Principle of implementation of atomic operations

1. Introduction

Atomic means “the smallest particle that cannot be further divided”, and atomic operation means “an operation or series of operations that cannot be interrupted”. Implementing atomic operations on a multiprocessor becomes a bit complicated. In this article, let’s talk about how atomic operations are implemented on Intel processors and in Java.

2. Definition of Terms

Compare and Swap CAS operations require two values to be entered, an old value (the value before the desired operation) and a new value, during which the old value is compared to the new value if it has not changed, and not exchanged if it.

CPU pipeline works like an assembly line in industrial production, in which the CPU consists of 5~6 circuit units with different functions to form an instruction processing pipeline, then an X86 instruction is divided into 5~6 steps and then executed by these circuit units separately, so that an instruction can be completed in one CPU clock cycle, thus increasing the CPU computing speed. Memory order violation is usually caused by a false share.

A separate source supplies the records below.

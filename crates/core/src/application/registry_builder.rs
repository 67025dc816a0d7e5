// Registry Builder - folds resolved bindings into the routing table

use crate::domain::{QueueMetaRegistry, ResolvedBinding};

/// Aggregates resolved bindings, keyed by queue.
///
/// Order is the order bindings are pushed; nothing is deduplicated.
#[derive(Debug, Default)]
pub struct RegistryBuilder {
    registry: QueueMetaRegistry,
}

impl RegistryBuilder {
    pub fn new() -> Self {
        Self::default()
    }

    pub fn push(&mut self, binding: &ResolvedBinding) -> &mut Self {
        self.registry.append(binding);
        self
    }

    pub fn extend<'b, I>(&mut self, bindings: I) -> &mut Self
    where
        I: IntoIterator<Item = &'b ResolvedBinding>,
    {
        for binding in bindings {
            self.registry.append(binding);
        }
        self
    }

    pub fn build(self) -> QueueMetaRegistry {
        self.registry
    }
}
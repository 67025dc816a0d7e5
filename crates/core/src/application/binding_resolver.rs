// Binding Resolver - turns declarations into resolved (queue, processor) pairs

use super::capability_inspector::CapabilityInspector;
use crate::domain::{DeclaredBinding, ProcessorDeclaration, ResolvedBinding, SubscribedTopic};
use crate::error::{AppError, Result};
use crate::port::TypeCatalog;
use tracing::debug;

/// Resolves each declaration against explicit bindings, the subscriber
/// capability and the global default queue.
///
/// Precedence, per field: explicit binding > capability entry > global
/// default (queue) or service id (processor).
pub struct BindingResolver<'a> {
    catalog: &'a dyn TypeCatalog,
    default_queue_name: &'a str,
}

impl<'a> BindingResolver<'a> {
    pub fn new(catalog: &'a dyn TypeCatalog, default_queue_name: &'a str) -> Self {
        Self {
            catalog,
            default_queue_name,
        }
    }

    /// Resolve every declaration, stopping at the first fatal error
    pub fn resolve_all(
        &self,
        declarations: &[ProcessorDeclaration],
    ) -> Result<Vec<ResolvedBinding>> {
        let mut resolved = Vec::new();
        for declaration in declarations {
            resolved.extend(self.resolve(declaration)?);
        }
        Ok(resolved)
    }

    /// Resolve a single declaration.
    ///
    /// Returns an empty list when the declaration contributes nothing.
    pub fn resolve(&self, declaration: &ProcessorDeclaration) -> Result<Vec<ResolvedBinding>> {
        let type_name = declaration.implementing_type.as_str();
        if !self.catalog.contains(type_name) {
            return Err(AppError::TypeNotFound {
                type_name: type_name.to_string(),
            });
        }

        let advertised = if needs_capability(declaration) {
            CapabilityInspector::new(self.catalog).subscribed_topics(type_name)?
        } else {
            Vec::new()
        };

        let mut resolved = Vec::new();

        if declaration.bindings.is_empty() {
            for topic in &advertised {
                let explicit = DeclaredBinding::default();
                let binding =
                    self.resolve_one(declaration, &explicit, Some(topic), &topic.topic_name)?;
                resolved.push(binding);
            }
        }

        for binding in &declaration.bindings {
            if let Some(topic_name) = binding.topic_name.as_deref() {
                let capability = advertised.iter().find(|t| t.topic_name == topic_name);
                resolved.push(self.resolve_one(declaration, binding, capability, topic_name)?);
            } else if advertised.is_empty() {
                // Partial binding: only meaningful as an overlay on advertised topics
                debug!(
                    service_id = %declaration.service_id,
                    "Binding without topic name and no subscriber capability, skipping"
                );
            } else {
                // Every partial binding overlays every topic, so two topicless
                // tags register each advertised topic twice
                for topic in &advertised {
                    let overlaid =
                        self.resolve_one(declaration, binding, Some(topic), &topic.topic_name)?;
                    resolved.push(overlaid);
                }
            }
        }

        if resolved.is_empty() {
            debug!(
                service_id = %declaration.service_id,
                type_name = %type_name,
                "Processor contributes no queue binding"
            );
        }

        Ok(resolved)
    }

    fn resolve_one(
        &self,
        declaration: &ProcessorDeclaration,
        binding: &DeclaredBinding,
        capability: Option<&SubscribedTopic>,
        topic_name: &str,
    ) -> Result<ResolvedBinding> {
        let processor_name = binding
            .processor_name
            .as_deref()
            .or_else(|| capability.and_then(|c| c.processor_name.as_deref()))
            .unwrap_or(&declaration.service_id);

        let queue_name = binding
            .queue_name
            .as_deref()
            .or_else(|| capability.and_then(|c| c.queue_name.as_deref()))
            .unwrap_or(self.default_queue_name);

        let resolved = ResolvedBinding::new(queue_name, processor_name, topic_name)?;

        debug!(
            service_id = %declaration.service_id,
            topic = %resolved.topic_name(),
            queue = %resolved.queue_name(),
            processor = %resolved.processor_identifier(),
            "Resolved processor binding"
        );

        Ok(resolved)
    }
}

/// Capability metadata is only consulted when explicit bindings leave a gap
fn needs_capability(declaration: &ProcessorDeclaration) -> bool {
    declaration.bindings.is_empty()
        || declaration
            .bindings
            .iter()
            .any(|b| b.topic_name.is_none() || b.queue_name.is_none() || b.processor_name.is_none())
}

Memory order violation is usually caused by false sharing, which is when multiple CPUs modify different parts of the same cache line at the same time and cause one of the CPUs to invalidate the operation.

3. How processors implement atomic operations

32-bit IA-32 processors use atomic operations between multiple processors based on locking the cache or bus locking.

3.1 Processor automatically guarantees atomicity of basic memory operations

First, the processor automatically guarantees atomicity for basic memory operations. The processor guarantees that reading or writing a byte from or to system memory is atomic, meaning that when one processor reads a byte, no other processor can access the byte’s memory address. Pentium 6 and newer processors automatically guarantee atomicity for single-processor 16/32/64-bit operations on the same cache line, but the processor does not automatically guarantee atomicity for complex memory operations such as accesses across bus widths, across multiple cache lines, and across page tables. However, the processor provides both bus locking and cache locking mechanisms to guarantee the atomicity of complex memory operations.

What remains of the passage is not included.